I'm sorry, but what? Of course it is a statment about how software and the real world interact. A statement about software concerns looking at the code with your eyes. This is a situation in which the software directs the computer to do something; it is clearly a statement about the 'interaction' between software and the real world.

If you don't see that, then that is one of the very big problems in this discussion.
 
Because when you try to draw on the simulated paper, your monitor gets really dirty.

No. http://www.wacom.com/index2.php

Also, paper when it's not being observed is still paper. A simulation of paper which is not being observed is just a bunch of pixels on a screen. It takes an observer to give the arrangement of pixels some kind of meaning.

It is pixels before it is being observed too.

Now, you can respond that it takes an observer to give meaning to the collection of atoms that makes up the paper, and I would agree with you. The functionality of the paper, though, continues to exist, even with no observers present- if a pencil fell from a tree and landed on the paper, it would still make a mark.

If the stylus for my wacom tablet fell from a tree onto my stylus it would still make a mark on the screen.
 
A model of an aquarium may be wet. On the other hand, it may use other materials. As long as it meets the physical functionality demanded, it suffices.

I didn't ask you about an aquarium.

I asked you about water.

Is model water wet?

Westrprog has already explained to you why your question about a computer running a sim hooked up to I/O devices makes no sense, so I'll leave it at that.

No, he didn't.

If I have a simulated neuron, and I hook it up to real neurons via real I/O devices, is it still a simulated neuron or is it now a model neuron?

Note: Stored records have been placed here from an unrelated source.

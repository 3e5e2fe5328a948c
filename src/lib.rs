//! Dancing Line - a 3D path-following arcade game
//!
//! Core modules:
//! - `sim`: Deterministic simulation (path, turns, trail, pickups, run state)
//! - `assets`: Pending asynchronous model loads, spliced in between ticks
//! - `settings`: Persisted player preferences and gameplay tuning
//! - `error`: Level construction and asset errors
//! - `audio`: Event sounds, played procedurally on the web

pub mod assets;
pub mod audio;
pub mod error;
pub mod settings;
pub mod sim;

pub use error::{AssetLoadFailure, FailReason, LevelError};
pub use settings::{QualityPreset, Settings};

use glam::{Vec2, Vec3};

/// Game configuration constants
pub mod consts {
    /// Fixed simulation timestep (60 Hz)
    pub const SIM_DT: f32 = 1.0 / 60.0;
    /// Maximum substeps per frame to prevent spiral of death
    pub const MAX_SUBSTEPS: u32 = 8;

    /// Cursor speed in world units per second
    pub const BASE_SPEED: f32 = 2.0;
    /// Speed added per completed level (0.01 per frame at 60 FPS)
    pub const LEVEL_SPEED_BONUS: f32 = 0.6;

    /// Minimum bend (degrees) that requires a player turn
    pub const TURN_MIN_ANGLE_DEG: f32 = 10.0;
    /// Distance under which the cursor snaps onto the next waypoint
    pub const SNAP_EPSILON: f32 = 1e-4;

    /// Height of a waypoint above the surface it was sampled from
    pub const WAYPOINT_LIFT: f32 = 0.5;
    /// Cursor dies below this height
    pub const FALL_THRESHOLD: f32 = -5.0;

    /// Trail cube edge length
    pub const CUBE_SIZE: f32 = 1.0;
    /// Distance travelled between trail samples
    pub const TRAIL_STEP: f32 = 0.5;
    /// Default maximum number of trail cubes
    pub const TRAIL_CAP: usize = 200;
    /// Safety cap on gap-filling iterations per placement
    pub const MAX_FILL_STEPS: usize = 100;

    /// Pickup distance for gems and crowns
    pub const PICKUP_RADIUS: f32 = 0.8;
    /// Obstacle proximity that ends the run (half a cube plus slack)
    pub const COLLISION_RADIUS: f32 = CUBE_SIZE * 0.5 + 0.05;

    /// Score values
    pub const GEM_SCORE: u64 = 10;
    pub const CROWN_SCORE: u64 = 50;
    pub const LEVEL_SCORE: u64 = 100;

    /// Obstacle growth steps (presentation scale = 0.15 * growth)
    pub const MAX_GROWTH: u8 = 10;
}

/// Project a world position onto the ground plane (x, z)
#[inline]
pub fn horizontal(pos: Vec3) -> Vec2 {
    Vec2::new(pos.x, pos.z)
}

/// Angle between two directions in degrees, 0 if either is degenerate
#[inline]
pub fn angle_between_deg(a: Vec3, b: Vec3) -> f32 {
    let a = a.normalize_or_zero();
    let b = b.normalize_or_zero();
    if a == Vec3::ZERO || b == Vec3::ZERO {
        return 0.0;
    }
    // Drift can push the dot product just outside acos' domain
    a.dot(b).clamp(-1.0, 1.0).acos().to_degrees()
}
//! Collectibles, obstacles and the proximity scans over them
//!
//! Scans are linear and first-match-wins: the earliest entry within range is
//! taken, not the closest. Removal happens by index after the scan.

use glam::Vec3;
use serde::{Deserialize, Serialize};

use super::scene::Handle;
use crate::consts::MAX_GROWTH;

/// Collectible types
#[derive(Debug, Clone, Copy, PartialEq, Eq, Serialize, Deserialize)]
pub enum CollectibleKind {
    Gem,
    /// Each crown chimes with its own sound
    Crown { sound_index: u8 },
}

impl CollectibleKind {
    fn same_category(&self, other: &CollectibleKind) -> bool {
        std::mem::discriminant(self) == std::mem::discriminant(other)
    }
}

/// A gem or crown waiting to be picked up
#[derive(Debug, Clone, Copy, PartialEq, Serialize, Deserialize)]
pub struct Collectible {
    pub pos: Vec3,
    pub kind: CollectibleKind,
    /// Scene object, if one was placed
    pub handle: Option<Handle>,
}

/// How an obstacle is shown
#[derive(Debug, Clone, Copy, PartialEq, Serialize, Deserialize)]
pub enum Visual {
    Model(Handle),
    Placeholder(Handle),
}

impl Visual {
    pub fn handle(&self) -> Handle {
        match self {
            Visual::Model(h) | Visual::Placeholder(h) => *h,
        }
    }
}

/// A tree. Obstacles stay for the whole level.
#[derive(Debug, Clone, Copy, PartialEq, Serialize, Deserialize)]
pub struct Obstacle {
    /// Base of the trunk
    pub pos: Vec3,
    pub visual: Option<Visual>,
    /// Grows once per tick up to `MAX_GROWTH`
    pub growth: u8,
}

impl Obstacle {
    pub fn new(pos: Vec3) -> Self {
        Self {
            pos,
            visual: None,
            growth: 0,
        }
    }

    pub fn grow(&mut self) {
        if self.growth < MAX_GROWTH {
            self.growth += 1;
        }
    }

    /// Presentation scale of the model
    pub fn scale(&self) -> f32 {
        0.15 * self.growth as f32
    }
}

/// Index of the first collectible of `kind`'s category within `radius` of `at`
pub fn first_in_reach(
    collectibles: &[Collectible],
    kind: CollectibleKind,
    at: Vec3,
    radius: f32,
) -> Option<usize> {
    collectibles
        .iter()
        .position(|c| c.kind.same_category(&kind) && c.pos.distance(at) < radius)
}

/// Take the first collectible of each category within reach of `at`.
/// At most one gem and one crown are removed per call.
pub fn collect_at(collectibles: &mut Vec<Collectible>, at: Vec3, radius: f32) -> Vec<Collectible> {
    let mut taken = Vec::new();
    for category in [CollectibleKind::Gem, CollectibleKind::Crown { sound_index: 0 }] {
        if let Some(idx) = first_in_reach(collectibles, category, at, radius) {
            taken.push(collectibles.remove(idx));
        }
    }
    taken
}

/// Whether any obstacle is within `radius` of `at`
pub fn hits_obstacle(obstacles: &[Obstacle], at: Vec3, radius: f32) -> bool {
    obstacles.iter().any(|o| o.pos.distance(at) < radius)
}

The only thing I am changing is where the I/O comes from and goes to. If the I/O goes to more simulation, is it simulation, while if the I/O goes to reality, is it now a model?

Why does where the I/O interfaces matter when categorizing the system itself?
 
Please explain how a roach's nervous system is sufficiently robust to support conscious awareness.

We don't yet know what the brain is doing, but we can be pretty darn sure that a roach ain't Marvin.

Why should I bother to explain when you don't even read my posts?

I said "vague, non-human way."

Meaning, any of the computationalists who think a sufficiently advanced toaster can be "conscious" obviously think a cockroach can be "conscious."
 
You've got to be kidding me.

Not only has there never been any demonstration that a computer can carry out the functions, not only is there no theoretical basis for such a notion, but you talk about mathematics, relationships (see "entification"), and in-sim frames of reference, but never about functionality.

You don't know what you are talking about.

The computational position is that the function of a system required for consciousness is the ability to recognize itself and act accordingly. The computational position is that the function of a system required for human-like consciousness is the ability to recognize itself and act like a human.

The anti-computational position is that the function of a system required for consciousness is some elusive "physical" essence that neurons have and transistors do not, even though isolated neurons are not conscious.

Nowhere in either the anti-computational position, or your bizarre position (whatever it is ), is discussion of the high level function required for consciousness.

I find this laughable, given that traditionally the notion of consciousness stems from the way humans behave and interact with each other. That is the only function that should matter. Only because of religious delusion and/or closed minds are people trying to focus on some obscure "physical" property of neurons, or model-neurons, or anything-else-people-think-it-is-ok-to-make-brains-out-of-without-hurting-their-precious-worldview.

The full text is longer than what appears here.